You are viewing a plain text version of this content. The canonical link for it is here.
Posted to commits@arrow.apache.org by al...@apache.org on 2022/11/02 16:09:19 UTC

[arrow-rs] branch master updated: Add `RowSelection::from_selectors_and_combine` to merge RowSelectors (#2994)

This is an automated email from the ASF dual-hosted git repository.

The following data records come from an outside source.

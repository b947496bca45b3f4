//! Dataset entity, commands and views
//!
//! Datasets are stored with bincode, so stored types avoid serde attributes
//! that skip or flatten fields. Views are only ever serialized for display.

use chrono::{DateTime, Utc};
use serde::{Deserialize, Serialize};

use catalogue_core::{DocumentId, Error, Result};

// ============================================================================
// DataFormat
// ============================================================================

/// Format a dataset is published in
#[derive(Debug, Clone, Copy, PartialEq, Eq, Hash, PartialOrd, Ord, Serialize, Deserialize)]
#[serde(rename_all = "snake_case")]
pub enum DataFormat {
    /// Spreadsheet / CSV files
    FileTabular,
    /// Geographic files (shapefile, GeoJSON …)
    FileGis,
    /// Programmatic API
    Api,
    /// Database access
    Database,
    /// Website
    Website,
    /// Anything else
    Other,
}

impl DataFormat {
    /// Every format, in declaration order
    pub fn all() -> &'static [DataFormat] {
        &[
            DataFormat::FileTabular,
            DataFormat::FileGis,
            DataFormat::Api,
            DataFormat::Database,
            DataFormat::Website,
            DataFormat::Other,
        ]
    }
}

// ============================================================================
// Dataset
// ============================================================================

/// A catalogued dataset
#[derive(Debug, Clone, PartialEq, Eq, Serialize, Deserialize)]
pub struct Dataset {
    /// Identity, shared with the search document
    pub id: DocumentId,
    /// Title (indexed)
    pub title: String,
    /// Description (indexed)
    pub description: String,
    /// Producing service
    pub service: String,
    /// Geographical coverage, e.g. "France métropolitaine"
    pub geographical_coverage: String,
    /// Publication formats
    pub formats: Vec<DataFormat>,
    /// System the data comes from
    pub technical_source: Option<String>,
    /// License name
    pub license: Option<String>,
    /// Free tags
    pub tags: Vec<String>,
    /// Creation time
    pub created_at: DateTime<Utc>,
    /// Last update time
    pub updated_at: DateTime<Utc>,
    /// Creation sequence
    pub seq: u64,
}

/// Fields common to create and update commands
#[derive(Debug, Clone, Default, PartialEq, Eq, Serialize, Deserialize)]
pub struct DatasetFields {
    /// Title, must not be blank
    pub title: String,
    /// Description
    pub description: String,
    /// Producing service
    pub service: String,
    /// Geographical coverage
    pub geographical_coverage: String,
    /// Publication formats
    pub formats: Vec<DataFormat>,
    /// System the data comes from
    pub technical_source: Option<String>,
    /// License name
    pub license: Option<String>,
    /// Free tags
    pub tags: Vec<String>,
}

impl DatasetFields {
    /// Fields with a title and description, everything else empty
    pub fn new(title: impl Into<String>, description: impl Into<String>) -> Self {
        DatasetFields {
            title: title.into(),
            description: description.into(),
            ..Default::default()
        }
    }

    /// Builder: set formats
    pub fn with_formats(mut self, formats: Vec<DataFormat>) -> Self {
        self.formats = formats;
        self
    }

    /// Builder: set service
    pub fn with_service(mut self, service: impl Into<String>) -> Self {
        self.service = service.into();
        self
    }

    /// Builder: set geographical coverage
    pub fn with_geographical_coverage(mut self, coverage: impl Into<String>) -> Self {
        self.geographical_coverage = coverage.into();
        self
    }

    /// Builder: set technical source
    pub fn with_technical_source(mut self, source: impl Into<String>) -> Self {
        self.technical_source = Some(source.into());
        self
    }

    /// Builder: set license
    pub fn with_license(mut self, license: impl Into<String>) -> Self {
        self.license = Some(license.into());
        self
    }

    /// Builder: set tags
    pub fn with_tags(mut self, tags: Vec<String>) -> Self {
        self.tags = tags;
        self
    }

    pub(crate) fn validate(&self) -> Result<()> {
        if self.title.trim().is_empty() {
            return Err(Error::InvalidInput("dataset title must not be empty".into()));
        }
        Ok(())
    }

    pub(crate) fn into_dataset(
        self,
        id: DocumentId,
        seq: u64,
        created_at: DateTime<Utc>,
        updated_at: DateTime<Utc>,
    ) -> Dataset {
        Dataset {
            id,
            title: self.title,
            description: self.description,
            service: self.service,
            geographical_coverage: self.geographical_coverage,
            formats: self.formats,
            technical_source: self.technical_source,
            license: self.license,
            tags: self.tags,
            created_at,
            updated_at,
            seq,
        }
    }
}

/// Create a dataset
pub type CreateDataset = DatasetFields;

/// Replace every field of an existing dataset
#[derive(Debug, Clone, PartialEq, Eq, Serialize, Deserialize)]
pub struct UpdateDataset {
    /// Dataset to update
    pub id: DocumentId,
    /// New field values
    pub fields: DatasetFields,
}

// ============================================================================
// Views
// ============================================================================

/// Matched words of a dataset, highlighted
#[derive(Debug, Clone, Default, PartialEq, Eq, Serialize, Deserialize)]
pub struct DatasetHeadlines {
    /// Highlighted title, if it matched
    pub title: Option<String>,
    /// Highlighted description, if it matched
    pub description: Option<String>,
}

/// A dataset as returned to readers
#[derive(Debug, Clone, PartialEq, Serialize)]
pub struct DatasetView {
    /// The dataset
    #[serde(flatten)]
    pub dataset: Dataset,
    /// Search headlines, when requested
    #[serde(skip_serializing_if = "Option::is_none")]
    pub headlines: Option<DatasetHeadlines>,
}

impl From<Dataset> for DatasetView {
    fn from(dataset: Dataset) -> Self {
        DatasetView {
            dataset,
            headlines: None,
        }
    }
}

/// Distinct filter values offered to users
#[derive(Debug, Clone, Default, PartialEq, Eq, Serialize)]
pub struct DatasetFiltersView {
    /// Geographical coverages, sorted
    pub geographical_coverage: Vec<String>,
    /// Services, sorted
    pub service: Vec<String>,
    /// Every format
    pub format: Vec<DataFormat>,
    /// Technical sources, sorted
    pub technical_source: Vec<String>,
    /// `"*"` (any license) followed by licenses, sorted
    pub license: Vec<String>,
}

// ============================================================================
// Listing
// ============================================================================

/// License filter value matching any dataset that has a license
pub const ANY_LICENSE: &str = "*";

/// Non-search filters; an empty list means "no constraint"
#[derive(Debug, Clone, Default, PartialEq, Eq, Serialize, Deserialize)]
pub struct DatasetFilters {
    /// Keep datasets published in any of these formats
    pub formats: Vec<DataFormat>,
    /// Keep datasets with one of these coverages
    pub geographical_coverage: Vec<String>,
    /// Keep datasets from one of these services
    pub service: Vec<String>,
    /// Keep datasets under one of these licenses (`"*"` = any license)
    pub license: Vec<String>,
    /// Keep datasets from one of these technical sources
    pub technical_source: Vec<String>,
}

impl DatasetFilters {
    /// Whether a dataset passes every filter
    pub fn matches(&self, dataset: &Dataset) -> bool {
        let formats_ok = self.formats.is_empty()
            || dataset.formats.iter().any(|f| self.formats.contains(f));
        let coverage_ok = self.geographical_coverage.is_empty()
            || self
                .geographical_coverage
                .contains(&dataset.geographical_coverage);
        let service_ok = self.service.is_empty() || self.service.contains(&dataset.service);
        let license_ok = self.license.is_empty()
            || dataset.license.as_ref().map_or(false, |license| {
                self.license
                    .iter()
                    .any(|wanted| wanted == ANY_LICENSE || wanted == license)
            });
        let source_ok = self.technical_source.is_empty()
            || dataset
                .technical_source
                .as_ref()
                .map_or(false, |source| self.technical_source.contains(source));

        formats_ok && coverage_ok && service_ok && license_ok && source_ok
    }
}

/// A 1-based page
#[derive(Debug, Clone, Copy, PartialEq, Eq, Serialize, Deserialize)]
pub struct Page {
    /// Page number, starting at 1
    pub number: usize,
    /// Items per page
    pub size: usize,
}

impl Default for Page {
    fn default() -> Self {
        Page {
            number: 1,
            size: 10,
        }
    }
}

impl Page {
    /// Page `number` of `size` items
    pub fn new(number: usize, size: usize) -> Self {
        Page { number, size }
    }

    pub(crate) fn validate(&self) -> Result<()> {
        if self.number == 0 || self.size == 0 {
            return Err(Error::InvalidInput(format!(
                "page number and size must be at least 1 (got {}, {})",
                self.number, self.size
            )));
        }
        Ok(())
    }

    pub(crate) fn offset(&self) -> usize {
        (self.number - 1).saturating_mul(self.size)
    }
}

/// List datasets, optionally searching
#[derive(Debug, Clone, Default, PartialEq, Eq, Serialize, Deserialize)]
pub struct GetAllDatasets {
    /// Search query; `None` lists everything in creation order
    pub q: Option<String>,
    /// Post-filters
    pub filters: DatasetFilters,
    /// Requested page
    pub page: Page,
    /// Fill `DatasetView::headlines` when searching
    pub highlight: bool,
}

impl GetAllDatasets {
    /// Search for `q`
    pub fn search(q: impl Into<String>) -> Self {
        GetAllDatasets {
            q: Some(q.into()),
            ..Default::default()
        }
    }

    /// Builder: set page
    pub fn with_page(mut self, page: Page) -> Self {
        self.page = page;
        self
    }

    /// Builder: set filters
    pub fn with_filters(mut self, filters: DatasetFilters) -> Self {
        self.filters = filters;
        self
    }

    /// Builder: request headlines
    pub fn with_highlight(mut self, highlight: bool) -> Self {
        self.highlight = highlight;
        self
    }
}

/// One page of results
#[derive(Debug, Clone, PartialEq, Serialize)]
pub struct Pagination<T> {
    /// Items of the page
    pub items: Vec<T>,
    /// Items across all pages
    pub total_items: usize,
    /// Page number, starting at 1
    pub page_number: usize,
    /// Page size
    pub page_size: usize,
    /// Number of pages
    pub total_pages: usize,
}

impl<T> Pagination<T> {
    /// Cut `all` down to `page`
    pub fn paginate(all: Vec<T>, page: Page) -> Self {
        let total_items = all.len();
        let items = all
            .into_iter()
            .skip(page.offset())
            .take(page.size)
            .collect();
        Pagination {
            items,
            total_items,
            page_number: page.number,
            page_size: page.size,
            total_pages: page_count(total_items, page.size),
        }
    }
}

/// Pages needed for `total_items`; rounds up without overflowing
fn page_count(total_items: usize, size: usize) -> usize {
    if size == 0 {
        return 0;
    }
    total_items / size + usize::from(total_items % size != 0)
}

alamb pushed a commit to branch master
in repository https://gitbox.apache.org/repos/asf/arrow-rs.git


The following commit(s) were added to refs/heads/master by this push:
     new f11372cb8 Add `RowSelection::from_selectors_and_combine` to  merge RowSelectors  (#2994)
f11372cb8 is described below

commit f11372cb8ff4d6fecbe1bd7b5ef3d66cba719c83
Author: Yang Jiang <ya...@ebay.com>
AuthorDate: Thu Nov 3 00:09:13 2022 +0800

    Add `RowSelection::from_selectors_and_combine` to  merge RowSelectors  (#2994)
    
    * Support merge RowSelectors when creating RowSelection
    
    * remove useless
    
    * change it to default from
    
    * Update parquet/src/arrow/arrow_reader/selection.rs
    
    Co-authored-by: Andrew Lamb <an...@nerdnetworks.org>
    
    * fix comment
    
    Co-authored-by: Andrew Lamb <an...@nerdnetworks.org>
---
 parquet/src/arrow/arrow_reader/selection.rs | 124 +++++++++++++++++++++++++++-
 1 file changed, 123 insertions(+), 1 deletion(-)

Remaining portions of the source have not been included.